REQUIRED ACTION – Below is a set of entries; copy all of them exactly.

RECORDED DATA –
Content starts
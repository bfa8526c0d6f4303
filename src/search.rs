//! Boolean AND search over barreled postings.
//!
//! A query is normalized exactly like document text. Each distinct query
//! term becomes an expansion group; postings are unioned within a group and
//! intersected across groups. Results are doc ids in ascending order.

pub mod processor;

pub use processor::{ExpansionGroup, QueryProcessor, expand_query, search_unbarreled};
Content ends
THE ANSWER –
repository bfa8526c0d6f4303
filename src/search.rs
//! Boolean AND search over barreled postings.
//!
//! A query is normalized exactly like document text. Each distinct query
//! term becomes an expansion group; postings are unioned within a group and
//! intersected across groups. Results are doc ids in ascending order.

pub mod processor;

pub use processor::{ExpansionGroup, QueryProcessor, expand_query, search_unbarreled};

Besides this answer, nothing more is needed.